Experts used to think fat was just…well fat. But new scientific research is revealing that body fat can’t all be painted with the same brush. In fact, where your fat lies, what color it is, and how much there is of it can impact your health in ways you might not even think of. Some fat is actually necessary and good for you while others might cause you health problems. Let’s break it down for you: the good, the bad, and the ugly about body fat.
White fat (for lack of a better scientific term) is the kind of fat most people think about when they consider body fat. It consists of white cells that are larger and can be found in places like the belly, the arms, the thighs, and even the buttocks. We store these cells for energy use later. These cells are essential for the hormones estrogen, insulin, leptin, and the stress hormone cortisol. But too much can be harmful and cause diseases such as high blood pressure, diabetes, cancer, heart and kidney disease or stroke. The exact optimal levels of this fat vary from person to person, but experts recommend an average of twenty-five to thirty-two percent for the average woman. Athletes and women who exercise a lot will have acceptable levels that may be lower.
Brown Fat is predominant in infants, but we tend to lose it as we age.
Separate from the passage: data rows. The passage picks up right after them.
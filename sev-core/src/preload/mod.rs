//! Asset preloading
//!
//! Walks a fixed manifest of media assets one request at a time and exposes
//! aggregate progress. The license gate stays locked until every entry has
//! settled.

pub mod fetcher;
pub mod manifest;
pub mod preloader;
pub mod state;

pub use fetcher::{AssetFetcher, HttpFetcher};
pub use manifest::AssetManifest;
pub use preloader::Preloader;
pub use state::PreloadState;
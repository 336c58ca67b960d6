//! View-level state machines composed from the playback and preload layers

pub mod app;
pub mod game;
pub mod gate;

pub use app::{App, Screen};
pub use game::{GameMedia, GamePhase, GameView};
pub use gate::LicenseGate;
//! Fake wallet provider

use std::sync::Mutex;
use std::time::Duration;

use async_trait::async_trait;
use sev_core::error::WalletError;
use sev_core::wallet::{WalletMethod, WalletProvider};

pub struct FakeWallet {
    authorised: Mutex<Vec<String>>,
    request_result: Mutex<Result<Vec<String>, WalletError>>,
    request_delay: Duration,
    calls: Mutex<Vec<WalletMethod>>,
}

impl FakeWallet {
    /// Provider with no authorised accounts that grants `account` on request
    pub fn granting(account: &str) -> Self {
        Self {
            authorised: Mutex::new(Vec::new()),
            request_result: Mutex::new(Ok(vec![account.to_string()])),
            request_delay: Duration::ZERO,
            calls: Mutex::new(Vec::new()),
        }
    }

    /// Provider whose account request is rejected
    pub fn rejecting(reason: &str) -> Self {
        let wallet = Self::granting("");
        *wallet.request_result.lock().unwrap() = Err(WalletError::Rejected(reason.to_string()));
        wallet
    }

    /// Account already authorised before mount
    pub fn with_authorised(self, account: &str) -> Self {
        self.authorised.lock().unwrap().push(account.to_string());
        self
    }

    /// Hold the account request open for `delay`
    pub fn with_delay(mut self, delay: Duration) -> Self {
        self.request_delay = delay;
        self
    }

    pub fn calls(&self) -> Vec<WalletMethod> {
        self.calls.lock().unwrap().clone()
    }
}

#[async_trait]
impl WalletProvider for FakeWallet {
    async fn request(&self, method: WalletMethod) -> Result<Vec<String>, WalletError> {
        self.calls.lock().unwrap().push(method);
        match method {
            WalletMethod::Accounts => Ok(self.authorised.lock().unwrap().clone()),
            WalletMethod::RequestAccounts => {
                if !self.request_delay.is_zero() {
                    tokio::time::sleep(self.request_delay).await;
                }
                self.request_result.lock().unwrap().clone()
            }
        }
    }
}
//! Test helper modules for sev-core integration tests
//!
//! Provides reusable test infrastructure components:
//! - FakeMedia: in-memory media element with scriptable autoplay refusal
//! - ScriptedFetcher: asset fetcher with per-path delays, results and a call log
//! - FakeWallet: wallet provider with scripted responses
//! - AssetServer: local HTTP origin for the real fetcher

#![allow(dead_code)]

pub mod asset_server;
pub mod fake_media;
pub mod fake_wallet;
pub mod scripted_fetcher;

// Re-export commonly used types
pub use asset_server::AssetServer;
pub use fake_media::FakeMedia;
pub use fake_wallet::FakeWallet;
pub use scripted_fetcher::ScriptedFetcher;

use sev_common::events::PromoEvent;
use tokio::sync::broadcast;

/// Drain every event currently queued on a bus receiver
pub fn drain_events(rx: &mut broadcast::Receiver<PromoEvent>) -> Vec<PromoEvent> {
    let mut events = Vec::new();
    while let Ok(event) = rx.try_recv() {
        events.push(event);
    }
    events
}

/// Event type names, in order, of the queued events
pub fn drain_event_types(rx: &mut broadcast::Receiver<PromoEvent>) -> Vec<String> {
    drain_events(rx)
        .iter()
        .map(|e| e.event_type().to_string())
        .collect()
}
//! Main game view
//!
//! Owns the ambient background loop for its whole lifetime and sequences
//! the "Start" flow on top of it:
//!
//! ```text
//! Idle ──start()──→ Intro ──ended / skip──→ Story ──complete──→ Idle
//!        GameStarted                                  GameEnded
//! ```

use crate::input::UserInput;
use crate::playback::autoplay::AutoplayState;
use crate::playback::intro::IntroSequence;
use crate::playback::loop_engine::{LoopConfig, LoopEngine, TimeAdvance};
use crate::playback::media::SharedMedia;
use crate::playback::story::{StoryMedia, StoryOutcome, StorySequence};
use sev_common::config::{AppConfig, IntroSettings, StorySettings};
use sev_common::events::{BufferSlot, EventBus, PromoEvent};
use tracing::{debug, info};

/// Every media element the game view drives
#[derive(Clone)]
pub struct GameMedia {
    pub ambient_a: SharedMedia,
    pub ambient_b: SharedMedia,
    pub intro: SharedMedia,
    pub narration: SharedMedia,
    pub story_a: SharedMedia,
    pub story_b: SharedMedia,
}

#[derive(Debug, Clone, Copy, PartialEq, Eq)]
pub enum GamePhase {
    /// Start screen over the ambient loop
    Idle,
    Intro,
    Story,
}

pub struct GameView {
    ambient: LoopEngine,
    story_loop: LoopConfig,
    intro_settings: IntroSettings,
    story_settings: StorySettings,
    media: GameMedia,
    intro: Option<IntroSequence>,
    story: Option<StorySequence>,
    events: EventBus,
}

impl GameView {
    /// Mount the view and start the ambient loop
    pub async fn mount(config: &AppConfig, media: GameMedia, events: EventBus) -> Self {
        let ambient = LoopEngine::mount(
            LoopConfig::from(&config.ambient_loop),
            media.ambient_a.clone(),
            media.ambient_b.clone(),
            Some(events.clone()),
        )
        .await;

        Self {
            ambient,
            story_loop: LoopConfig::from(&config.story_loop),
            intro_settings: config.intro.clone(),
            story_settings: config.story.clone(),
            media,
            intro: None,
            story: None,
            events,
        }
    }

    pub fn phase(&self) -> GamePhase {
        if self.story.is_some() {
            GamePhase::Story
        } else if self.intro.is_some() {
            GamePhase::Intro
        } else {
            GamePhase::Idle
        }
    }

    pub fn ambient(&self) -> &LoopEngine {
        &self.ambient
    }

    pub fn intro(&self) -> Option<&IntroSequence> {
        self.intro.as_ref()
    }

    pub fn story(&self) -> Option<&StorySequence> {
        self.story.as_ref()
    }

    /// "Start" control: announce the game and play the intro
    ///
    /// Only honoured from the start screen.
    pub fn start(&mut self) -> bool {
        if self.phase() != GamePhase::Idle {
            debug!(phase = ?self.phase(), "Start ignored");
            return false;
        }

        info!("Game started");
        self.events.emit_lossy(PromoEvent::game_started());

        let mut intro = IntroSequence::new(
            &self.intro_settings,
            self.media.intro.clone(),
            self.events.clone(),
        );
        intro.start();
        self.intro = Some(intro);
        true
    }

    /// Document-level input
    pub async fn on_input(&mut self, input: &UserInput) -> GamePhase {
        match self.phase() {
            GamePhase::Intro => {
                let finished = self
                    .intro
                    .as_mut()
                    .and_then(|intro| intro.on_input(input))
                    .is_some();
                if finished {
                    self.begin_story().await;
                }
            }
            GamePhase::Story => {
                if let Some(story) = &self.story {
                    story.on_input(input).await;
                }
                self.poll().await;
            }
            GamePhase::Idle => {}
        }
        self.phase()
    }

    /// The intro video reported its natural end
    pub async fn on_intro_ended(&mut self) {
        let finished = self
            .intro
            .as_mut()
            .and_then(|intro| intro.on_ended())
            .is_some();
        if finished {
            self.begin_story().await;
        }
    }

    async fn begin_story(&mut self) {
        if let Some(mut intro) = self.intro.take() {
            intro.unmount();
        }
        let media = StoryMedia {
            narration: self.media.narration.clone(),
            background_a: self.media.story_a.clone(),
            background_b: self.media.story_b.clone(),
        };
        let story = StorySequence::mount(
            &self.story_settings,
            self.story_loop.clone(),
            media,
            self.events.clone(),
        )
        .await;
        self.story = Some(story);
    }

    pub async fn on_ambient_time_advance(&self, slot: BufferSlot) -> TimeAdvance {
        self.ambient.on_time_advance(slot).await
    }

    pub async fn on_story_time_advance(&self, slot: BufferSlot) -> TimeAdvance {
        match &self.story {
            Some(story) => story.on_background_time_advance(slot).await,
            None => TimeAdvance::Ignored,
        }
    }

    /// Narration buffered enough to play; `None` outside the story
    pub async fn on_narration_can_play(&self) -> Option<AutoplayState> {
        match &self.story {
            Some(story) => Some(story.on_narration_can_play().await),
            None => None,
        }
    }

    /// Per-frame housekeeping: drive the scroll and collect story completion
    ///
    /// Returns the outcome on the frame the story hands back to the start
    /// screen.
    pub async fn poll(&mut self) -> Option<StoryOutcome> {
        let story = self.story.as_mut()?;
        story.frame().await;
        let outcome = story.take_outcome()?;

        if let Some(mut story) = self.story.take() {
            story.unmount().await;
        }
        info!(end = ?outcome.end, "Game ended");
        self.events.emit_lossy(PromoEvent::game_ended());
        Some(outcome)
    }

    /// Whether the "Press SPACE to skip" hint is up
    pub async fn skip_visible(&self) -> bool {
        if let Some(intro) = &self.intro {
            return intro.skip_visible();
        }
        match &self.story {
            Some(story) => story.skip_visible().await,
            None => false,
        }
    }

    /// Tear down everything the view started
    pub async fn unmount(&mut self) {
        if let Some(mut intro) = self.intro.take() {
            intro.unmount();
        }
        if let Some(mut story) = self.story.take() {
            story.unmount().await;
        }
        self.ambient.unmount().await;
        debug!("Game view unmounted");
    }
}
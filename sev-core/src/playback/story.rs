//! Scrolling story sequence
//!
//! A text block scrolls along one axis over a long fixed duration with an
//! opacity envelope (fade in over the first 10%, fade out over the last
//! 10%). A dimmed loop engine plays behind it and a narration track tries to
//! start on its own.
//!
//! # Completion
//!
//! The sequence completes exactly once, whichever comes first:
//! - the skip key (stops the animation driver first)
//! - the hard fallback timer, which guarantees the sequence cannot hang
//! - the animation reaching its end (only reachable when the fallback is
//!   configured longer than the scroll)

use crate::input::UserInput;
use crate::playback::autoplay::{AutoplayGate, AutoplayState};
use crate::playback::loop_engine::{LoopConfig, LoopEngine, TimeAdvance};
use crate::playback::media::SharedMedia;
use sev_common::config::StorySettings;
use sev_common::events::{BufferSlot, EventBus, PromoEvent};
use sev_common::time::seconds_to_duration;
use std::sync::Arc;
use std::time::Duration;
use tokio::sync::{oneshot, Mutex};
use tokio::task::JoinHandle;
use tokio::time::Instant;
use tracing::{debug, error, info};

/// Relative progress points of the opacity envelope
pub const OPACITY_KEY_TIMES: [f64; 4] = [0.0, 0.1, 0.9, 1.0];

/// Opacity at each key time
pub const OPACITY_KEY_VALUES: [f64; 4] = [0.0, 1.0, 1.0, 0.0];

/// Opacity of the story text at a relative progress point
///
/// Linear between key points.
pub fn envelope_opacity(progress: f64) -> f64 {
    let p = if progress.is_nan() { 0.0 } else { progress.clamp(0.0, 1.0) };
    for i in 1..OPACITY_KEY_TIMES.len() {
        let (t0, t1) = (OPACITY_KEY_TIMES[i - 1], OPACITY_KEY_TIMES[i]);
        if p <= t1 {
            let (v0, v1) = (OPACITY_KEY_VALUES[i - 1], OPACITY_KEY_VALUES[i]);
            let span = t1 - t0;
            if span <= 0.0 {
                return v1;
            }
            return v0 + (v1 - v0) * (p - t0) / span;
        }
    }
    OPACITY_KEY_VALUES[OPACITY_KEY_VALUES.len() - 1]
}

/// One sampled frame of the scroll animation
#[derive(Debug, Clone, Copy, PartialEq)]
pub struct ScrollFrame {
    /// Fraction of the scroll travel covered (0.0 to 1.0)
    pub progress: f64,
    pub opacity: f64,
}

/// Linear single-axis scroll driver
#[derive(Debug, Clone, Copy)]
pub struct ScrollAnimation {
    duration: Duration,
    started: Instant,
    stopped_at: Option<Instant>,
}

impl ScrollAnimation {
    pub fn start(duration: Duration, now: Instant) -> Self {
        Self {
            duration,
            started: now,
            stopped_at: None,
        }
    }

    /// Freeze the animation where it is
    pub fn stop(&mut self, now: Instant) {
        if self.stopped_at.is_none() {
            self.stopped_at = Some(now);
        }
    }

    pub fn is_stopped(&self) -> bool {
        self.stopped_at.is_some()
    }

    pub fn progress(&self, now: Instant) -> f64 {
        if self.duration.is_zero() {
            return 1.0;
        }
        let until = self.stopped_at.unwrap_or(now);
        let elapsed = until.saturating_duration_since(self.started);
        (elapsed.as_secs_f64() / self.duration.as_secs_f64()).min(1.0)
    }

    pub fn frame(&self, now: Instant) -> ScrollFrame {
        let progress = self.progress(now);
        ScrollFrame {
            progress,
            opacity: envelope_opacity(progress),
        }
    }

    /// Reached the end on its own (a stopped animation never finishes)
    pub fn is_finished(&self, now: Instant) -> bool {
        !self.is_stopped() && self.progress(now) >= 1.0
    }
}

/// Why the story ended
#[derive(Debug, Clone, Copy, PartialEq, Eq)]
pub enum StoryEnd {
    AnimationFinished,
    FallbackTimer,
    Skipped,
}

/// Handed to the parent view exactly once when the story ends
#[derive(Debug, Clone, Copy, PartialEq, Eq)]
pub struct StoryOutcome {
    pub end: StoryEnd,
}

impl StoryOutcome {
    pub fn skipped(&self) -> bool {
        self.end == StoryEnd::Skipped
    }
}

/// Media handles the story view drives
pub struct StoryMedia {
    pub narration: SharedMedia,
    pub background_a: SharedMedia,
    pub background_b: SharedMedia,
}

struct StoryState {
    animation: ScrollAnimation,
    narration: AutoplayGate,
    skip_visible: bool,
    outcome_tx: Option<oneshot::Sender<StoryOutcome>>,
    events: EventBus,
}

impl StoryState {
    fn is_completed(&self) -> bool {
        self.outcome_tx.is_none()
    }

    /// Returns true the first time only
    fn complete(&mut self, end: StoryEnd) -> bool {
        let Some(tx) = self.outcome_tx.take() else {
            debug!(?end, "Story completion ignored");
            return false;
        };

        self.skip_visible = false;
        self.narration.stop();

        let outcome = StoryOutcome { end };
        info!(?end, "Story completed");
        self.events.emit_lossy(PromoEvent::StoryCompleted {
            skipped: outcome.skipped(),
            timestamp: sev_common::time::now(),
        });
        // Receiver is owned by the sequence; if it is gone the view already unmounted
        let _ = tx.send(outcome);
        true
    }
}

/// Scrolling story view with its own background loop and narration
pub struct StorySequence {
    state: Arc<Mutex<StoryState>>,
    outcome_rx: oneshot::Receiver<StoryOutcome>,
    fallback_task: Option<JoinHandle<()>>,
    background: LoopEngine,
    narration_source: String,
}

impl StorySequence {
    /// Mount: start the scroll, the background loop and the fallback timer
    ///
    /// Narration waits for [`StorySequence::on_narration_can_play`].
    pub async fn mount(
        settings: &StorySettings,
        background: LoopConfig,
        media: StoryMedia,
        events: EventBus,
    ) -> Self {
        media.narration.set_volume(settings.narration_volume);

        let background = LoopEngine::mount(
            background,
            media.background_a,
            media.background_b,
            Some(events.clone()),
        )
        .await;

        let (outcome_tx, outcome_rx) = oneshot::channel();
        let state = Arc::new(Mutex::new(StoryState {
            animation: ScrollAnimation::start(seconds_to_duration(settings.scroll_secs), Instant::now()),
            narration: AutoplayGate::new("narration", media.narration),
            skip_visible: true,
            outcome_tx: Some(outcome_tx),
            events,
        }));

        let fallback = seconds_to_duration(settings.fallback_secs);
        let timer_state = Arc::clone(&state);
        let fallback_task = tokio::spawn(async move {
            tokio::time::sleep(fallback).await;
            timer_state.lock().await.complete(StoryEnd::FallbackTimer);
        });

        info!(
            scroll_secs = settings.scroll_secs,
            fallback_secs = settings.fallback_secs,
            narration = %settings.narration_source,
            "Story mounted"
        );

        Self {
            state,
            outcome_rx,
            fallback_task: Some(fallback_task),
            background,
            narration_source: settings.narration_source.clone(),
        }
    }

    /// Narration buffered enough to play; try an unsolicited start
    pub async fn on_narration_can_play(&self) -> AutoplayState {
        let mut state = self.state.lock().await;
        if state.is_completed() {
            return state.narration.state();
        }
        state.narration.attempt()
    }

    /// Narration failed to load; the story carries on silently
    pub async fn on_narration_error(&self, message: &str) {
        let state = self.state.lock().await;
        if !state.is_completed() {
            error!(source = %self.narration_source, error = message, "Narration failed to load");
        }
    }

    /// Document-level input while mounted
    ///
    /// Returns true when this input completed the story.
    pub async fn on_input(&self, input: &UserInput) -> bool {
        let mut state = self.state.lock().await;
        if input.is_skip() {
            state.animation.stop(Instant::now());
            return state.complete(StoryEnd::Skipped);
        }
        if input.is_gesture(false) {
            state.narration.on_user_gesture();
        }
        false
    }

    /// Time update from one of the background surfaces
    pub async fn on_background_time_advance(&self, slot: BufferSlot) -> TimeAdvance {
        self.background.on_time_advance(slot).await
    }

    /// Sample the animation and complete if it ran to its end
    pub async fn frame(&self) -> ScrollFrame {
        let mut state = self.state.lock().await;
        let now = Instant::now();
        if state.animation.is_finished(now) {
            state.complete(StoryEnd::AnimationFinished);
        }
        state.animation.frame(now)
    }

    /// Non-blocking check for the completion outcome
    pub fn take_outcome(&mut self) -> Option<StoryOutcome> {
        self.outcome_rx.try_recv().ok()
    }

    pub async fn skip_visible(&self) -> bool {
        self.state.lock().await.skip_visible
    }

    pub async fn narration_state(&self) -> AutoplayState {
        self.state.lock().await.narration.state()
    }

    pub async fn is_completed(&self) -> bool {
        self.state.lock().await.is_completed()
    }

    pub fn narration_source(&self) -> &str {
        &self.narration_source
    }

    pub fn background(&self) -> &LoopEngine {
        &self.background
    }

    /// Detach everything: fallback timer, narration, animation, background loop
    pub async fn unmount(&mut self) {
        if let Some(task) = self.fallback_task.take() {
            task.abort();
        }
        {
            let mut state = self.state.lock().await;
            state.animation.stop(Instant::now());
            state.narration.stop();
            state.skip_visible = false;
        }
        self.background.unmount().await;
        debug!("Story unmounted");
    }
}

impl Drop for StorySequence {
    fn drop(&mut self) {
        if let Some(task) = self.fallback_task.take() {
            task.abort();
        }
    }
}

#[cfg(test)]
mod tests {
    use super::*;

    #[test]
    fn test_envelope_key_points() {
        assert_eq!(envelope_opacity(0.0), 0.0);
        assert!((envelope_opacity(0.05) - 0.5).abs() < 1e-9);
        assert_eq!(envelope_opacity(0.1), 1.0);
        assert_eq!(envelope_opacity(0.5), 1.0);
        assert_eq!(envelope_opacity(0.9), 1.0);
        assert!((envelope_opacity(0.95) - 0.5).abs() < 1e-9);
        assert_eq!(envelope_opacity(1.0), 0.0);
    }

    #[test]
    fn test_envelope_clamps() {
        assert_eq!(envelope_opacity(-1.0), 0.0);
        assert_eq!(envelope_opacity(2.0), 0.0);
        assert_eq!(envelope_opacity(f64::NAN), 0.0);
    }

    #[test]
    fn test_scroll_progress_is_linear() {
        let now = Instant::now();
        let animation = ScrollAnimation::start(Duration::from_secs(80), now);
        assert_eq!(animation.progress(now), 0.0);
        assert!((animation.progress(now + Duration::from_secs(40)) - 0.5).abs() < 1e-9);
        assert_eq!(animation.progress(now + Duration::from_secs(200)), 1.0);
        assert!(animation.is_finished(now + Duration::from_secs(80)));
    }

    #[test]
    fn test_stopped_animation_freezes() {
        let now = Instant::now();
        let mut animation = ScrollAnimation::start(Duration::from_secs(80), now);
        animation.stop(now + Duration::from_secs(8));
        let frame = animation.frame(now + Duration::from_secs(60));
        assert!((frame.progress - 0.1).abs() < 1e-9);
        assert!(!animation.is_finished(now + Duration::from_secs(100)));
    }
}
A tiny amount of this fat is kept in adults around the shoulders and neck. Brown fat burns fatty acids. This keeps you warm, and new research is being conducted to see how this type of fat may help to avert diabetes.
Beige or Brite fat is somewhat of a mix between white and brown fat. And it’s a new field of cutting edge research. These type of fat cells aid in burning fat. Experts say that enzymes and hormones that are released when you’re cold, exercising or experiencing stress turn white fat into beige. Moreover, studies are being conducted to try and maximize this vital commodity in our bodies and help to combat the problem of obesity.
Not all fat is bad. In fact, some are good for you, and you need it. That’s good news. And more research is being done every day to help us understand which fat can keep us healthy and which fat we need to lose.